▸ What needs to be done: The whole of the data must be transcribed exactly.

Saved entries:
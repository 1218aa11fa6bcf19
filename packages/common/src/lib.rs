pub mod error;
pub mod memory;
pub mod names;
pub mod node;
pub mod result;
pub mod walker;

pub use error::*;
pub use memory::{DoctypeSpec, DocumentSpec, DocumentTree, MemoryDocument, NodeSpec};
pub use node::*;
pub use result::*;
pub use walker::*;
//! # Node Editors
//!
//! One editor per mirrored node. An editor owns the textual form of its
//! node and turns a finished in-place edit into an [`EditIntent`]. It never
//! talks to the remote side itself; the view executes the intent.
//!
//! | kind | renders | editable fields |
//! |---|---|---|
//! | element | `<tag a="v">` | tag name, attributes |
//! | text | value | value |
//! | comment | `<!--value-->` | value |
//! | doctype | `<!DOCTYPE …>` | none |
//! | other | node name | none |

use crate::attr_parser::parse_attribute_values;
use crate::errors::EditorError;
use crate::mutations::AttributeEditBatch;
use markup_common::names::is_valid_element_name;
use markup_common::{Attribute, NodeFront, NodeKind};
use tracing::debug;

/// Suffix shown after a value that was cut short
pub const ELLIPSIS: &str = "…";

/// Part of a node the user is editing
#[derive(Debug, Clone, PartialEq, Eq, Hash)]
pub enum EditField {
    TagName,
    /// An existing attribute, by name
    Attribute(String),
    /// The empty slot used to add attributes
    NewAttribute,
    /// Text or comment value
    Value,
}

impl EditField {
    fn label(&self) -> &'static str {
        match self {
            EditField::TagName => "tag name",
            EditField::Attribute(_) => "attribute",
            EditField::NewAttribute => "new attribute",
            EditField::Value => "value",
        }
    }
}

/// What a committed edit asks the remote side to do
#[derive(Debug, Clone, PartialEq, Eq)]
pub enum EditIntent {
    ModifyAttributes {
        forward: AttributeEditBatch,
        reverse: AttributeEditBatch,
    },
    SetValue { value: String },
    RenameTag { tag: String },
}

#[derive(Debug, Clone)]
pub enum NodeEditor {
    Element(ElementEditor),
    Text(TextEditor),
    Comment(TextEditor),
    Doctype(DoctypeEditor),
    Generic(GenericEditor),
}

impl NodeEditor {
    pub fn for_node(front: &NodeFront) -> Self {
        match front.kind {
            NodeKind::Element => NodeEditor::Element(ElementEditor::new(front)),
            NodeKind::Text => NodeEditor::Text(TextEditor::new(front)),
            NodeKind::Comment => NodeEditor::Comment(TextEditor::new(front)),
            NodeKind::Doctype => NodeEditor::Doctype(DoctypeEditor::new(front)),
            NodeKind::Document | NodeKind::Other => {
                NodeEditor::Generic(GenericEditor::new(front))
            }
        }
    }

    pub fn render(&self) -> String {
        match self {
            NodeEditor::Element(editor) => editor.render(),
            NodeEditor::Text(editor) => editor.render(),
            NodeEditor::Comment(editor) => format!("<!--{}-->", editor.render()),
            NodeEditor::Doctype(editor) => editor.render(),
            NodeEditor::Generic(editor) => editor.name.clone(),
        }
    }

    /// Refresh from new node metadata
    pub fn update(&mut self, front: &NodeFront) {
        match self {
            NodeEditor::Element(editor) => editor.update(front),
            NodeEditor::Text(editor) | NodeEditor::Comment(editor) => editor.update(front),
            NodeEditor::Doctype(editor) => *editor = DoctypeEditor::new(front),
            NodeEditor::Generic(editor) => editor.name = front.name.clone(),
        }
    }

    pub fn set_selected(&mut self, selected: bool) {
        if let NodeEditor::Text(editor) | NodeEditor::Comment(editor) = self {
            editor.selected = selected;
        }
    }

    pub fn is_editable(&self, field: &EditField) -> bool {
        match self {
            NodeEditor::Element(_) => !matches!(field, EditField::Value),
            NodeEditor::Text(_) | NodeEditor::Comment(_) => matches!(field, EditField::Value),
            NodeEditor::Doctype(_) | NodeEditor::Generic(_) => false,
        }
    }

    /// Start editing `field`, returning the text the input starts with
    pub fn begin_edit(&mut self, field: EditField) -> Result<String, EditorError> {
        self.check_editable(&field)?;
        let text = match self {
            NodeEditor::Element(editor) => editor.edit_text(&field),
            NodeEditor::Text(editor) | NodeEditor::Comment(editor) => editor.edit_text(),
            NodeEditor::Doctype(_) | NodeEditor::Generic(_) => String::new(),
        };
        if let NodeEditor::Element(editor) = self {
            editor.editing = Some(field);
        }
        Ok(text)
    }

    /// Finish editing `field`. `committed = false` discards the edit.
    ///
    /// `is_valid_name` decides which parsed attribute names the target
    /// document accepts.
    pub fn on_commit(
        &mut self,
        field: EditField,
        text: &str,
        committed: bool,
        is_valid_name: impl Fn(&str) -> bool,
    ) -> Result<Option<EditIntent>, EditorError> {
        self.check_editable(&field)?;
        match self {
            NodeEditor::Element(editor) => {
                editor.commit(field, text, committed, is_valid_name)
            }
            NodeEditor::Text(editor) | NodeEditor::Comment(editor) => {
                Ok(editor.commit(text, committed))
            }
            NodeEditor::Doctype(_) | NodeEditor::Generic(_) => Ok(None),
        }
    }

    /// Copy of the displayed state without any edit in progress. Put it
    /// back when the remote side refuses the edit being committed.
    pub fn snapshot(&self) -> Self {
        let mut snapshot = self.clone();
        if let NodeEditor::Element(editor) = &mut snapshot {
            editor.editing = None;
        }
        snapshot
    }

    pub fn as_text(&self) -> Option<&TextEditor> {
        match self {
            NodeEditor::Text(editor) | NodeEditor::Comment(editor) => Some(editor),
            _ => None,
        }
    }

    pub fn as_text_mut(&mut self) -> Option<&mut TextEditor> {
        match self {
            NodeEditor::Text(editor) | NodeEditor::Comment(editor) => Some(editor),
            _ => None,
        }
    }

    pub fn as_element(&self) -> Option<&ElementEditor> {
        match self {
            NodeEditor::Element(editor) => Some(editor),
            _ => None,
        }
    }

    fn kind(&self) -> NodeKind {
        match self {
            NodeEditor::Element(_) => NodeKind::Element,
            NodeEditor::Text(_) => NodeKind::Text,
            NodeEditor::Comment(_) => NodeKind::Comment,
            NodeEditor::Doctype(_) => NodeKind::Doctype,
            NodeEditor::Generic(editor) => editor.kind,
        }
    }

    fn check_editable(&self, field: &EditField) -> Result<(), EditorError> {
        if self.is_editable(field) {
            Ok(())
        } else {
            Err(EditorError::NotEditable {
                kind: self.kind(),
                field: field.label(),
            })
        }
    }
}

▸ The completed task:
repository 1218aa11fa6bcf19
filename packages/common/src/lib.rs
pub mod error;
pub mod memory;
pub mod names;
pub mod node;
pub mod result;
pub mod walker;

pub use error::*;
pub use memory::{DoctypeSpec, DocumentSpec, DocumentTree, MemoryDocument, NodeSpec};
pub use node::*;
pub use result::*;
pub use walker::*;
//! # Node Editors
//!
//! One editor per mirrored node. An editor owns the textual form of its
//! node and turns a finished in-place edit into an [`EditIntent`]. It never
//! talks to the remote side itself; the view executes the intent.
//!
//! | kind | renders | editable fields |
//! |---|---|---|
//! | element | `<tag a="v">` | tag name, attributes |
//! | text | value | value |
//! | comment | `<!--value-->` | value |
//! | doctype | `<!DOCTYPE …>` | none |
//! | other | node name | none |

use crate::attr_parser::parse_attribute_values;
use crate::errors::EditorError;
use crate::mutations::AttributeEditBatch;
use markup_common::names::is_valid_element_name;
use markup_common::{Attribute, NodeFront, NodeKind};
use tracing::debug;

/// Suffix shown after a value that was cut short
pub const ELLIPSIS: &str = "…";

/// Part of a node the user is editing
#[derive(Debug, Clone, PartialEq, Eq, Hash)]
pub enum EditField {
    TagName,
    /// An existing attribute, by name
    Attribute(String),
    /// The empty slot used to add attributes
    NewAttribute,
    /// Text or comment value
    Value,
}

impl EditField {
    fn label(&self) -> &'static str {
        match self {
            EditField::TagName => "tag name",
            EditField::Attribute(_) => "attribute",
            EditField::NewAttribute => "new attribute",
            EditField::Value => "value",
        }
    }
}

/// What a committed edit asks the remote side to do
#[derive(Debug, Clone, PartialEq, Eq)]
pub enum EditIntent {
    ModifyAttributes {
        forward: AttributeEditBatch,
        reverse: AttributeEditBatch,
    },
    SetValue { value: String },
    RenameTag { tag: String },
}

#[derive(Debug, Clone)]
pub enum NodeEditor {
    Element(ElementEditor),
    Text(TextEditor),
    Comment(TextEditor),
    Doctype(DoctypeEditor),
    Generic(GenericEditor),
}

impl NodeEditor {
    pub fn for_node(front: &NodeFront) -> Self {
        match front.kind {
            NodeKind::Element => NodeEditor::Element(ElementEditor::new(front)),
            NodeKind::Text => NodeEditor::Text(TextEditor::new(front)),
            NodeKind::Comment => NodeEditor::Comment(TextEditor::new(front)),
            NodeKind::Doctype => NodeEditor::Doctype(DoctypeEditor::new(front)),
            NodeKind::Document | NodeKind::Other => {
                NodeEditor::Generic(GenericEditor::new(front))
            }
        }
    }

    pub fn render(&self) -> String {
        match self {
            NodeEditor::Element(editor) => editor.render(),
            NodeEditor::Text(editor) => editor.render(),
            NodeEditor::Comment(editor) => format!("<!--{}-->", editor.render()),
            NodeEditor::Doctype(editor) => editor.render(),
            NodeEditor::Generic(editor) => editor.name.clone(),
        }
    }

    /// Refresh from new node metadata
    pub fn update(&mut self, front: &NodeFront) {
        match self {
            NodeEditor::Element(editor) => editor.update(front),
            NodeEditor::Text(editor) | NodeEditor::Comment(editor) => editor.update(front),
            NodeEditor::Doctype(editor) => *editor = DoctypeEditor::new(front),
            NodeEditor::Generic(editor) => editor.name = front.name.clone(),
        }
    }

    pub fn set_selected(&mut self, selected: bool) {
        if let NodeEditor::Text(editor) | NodeEditor::Comment(editor) = self {
            editor.selected = selected;
        }
    }

    pub fn is_editable(&self, field: &EditField) -> bool {
        match self {
            NodeEditor::Element(_) => !matches!(field, EditField::Value),
            NodeEditor::Text(_) | NodeEditor::Comment(_) => matches!(field, EditField::Value),
            NodeEditor::Doctype(_) | NodeEditor::Generic(_) => false,
        }
    }

    /// Start editing `field`, returning the text the input starts with
    pub fn begin_edit(&mut self, field: EditField) -> Result<String, EditorError> {
        self.check_editable(&field)?;
        let text = match self {
            NodeEditor::Element(editor) => editor.edit_text(&field),
            NodeEditor::Text(editor) | NodeEditor::Comment(editor) => editor.edit_text(),
            NodeEditor::Doctype(_) | NodeEditor::Generic(_) => String::new(),
        };
        if let NodeEditor::Element(editor) = self {
            editor.editing = Some(field);
        }
        Ok(text)
    }

    /// Finish editing `field`. `committed = false` discards the edit.
    ///
    /// `is_valid_name` decides which parsed attribute names the target
    /// document accepts.
    pub fn on_commit(
        &mut self,
        field: EditField,
        text: &str,
        committed: bool,
        is_valid_name: impl Fn(&str) -> bool,
    ) -> Result<Option<EditIntent>, EditorError> {
        self.check_editable(&field)?;
        match self {
            NodeEditor::Element(editor) => {
                editor.commit(field, text, committed, is_valid_name)
            }
            NodeEditor::Text(editor) | NodeEditor::Comment(editor) => {
                Ok(editor.commit(text, committed))
            }
            NodeEditor::Doctype(_) | NodeEditor::Generic(_) => Ok(None),
        }
    }

    /// Copy of the displayed state without any edit in progress. Put it
    /// back when the remote side refuses the edit being committed.
    pub fn snapshot(&self) -> Self {
        let mut snapshot = self.clone();
        if let NodeEditor::Element(editor) = &mut snapshot {
            editor.editing = None;
        }
        snapshot
    }

    pub fn as_text(&self) -> Option<&TextEditor> {
        match self {
            NodeEditor::Text(editor) | NodeEditor::Comment(editor) => Some(editor),
            _ => None,
        }
    }

    pub fn as_text_mut(&mut self) -> Option<&mut TextEditor> {
        match self {
            NodeEditor::Text(editor) | NodeEditor::Comment(editor) => Some(editor),
            _ => None,
        }
    }

    pub fn as_element(&self) -> Option<&ElementEditor> {
        match self {
            NodeEditor::Element(editor) => Some(editor),
            _ => None,
        }
    }

    fn kind(&self) -> NodeKind {
        match self {
            NodeEditor::Element(_) => NodeKind::Element,
            NodeEditor::Text(_) => NodeKind::Text,
            NodeEditor::Comment(_) => NodeKind::Comment,
            NodeEditor::Doctype(_) => NodeKind::Doctype,
            NodeEditor::Generic(editor) => editor.kind,
        }
    }

    fn check_editable(&self, field: &EditField) -> Result<(), EditorError> {
        if self.is_editable(field) {
            Ok(())
        } else {
            Err(EditorError::NotEditable {
                kind: self.kind(),
                field: field.label(),
            })
        }
    }
}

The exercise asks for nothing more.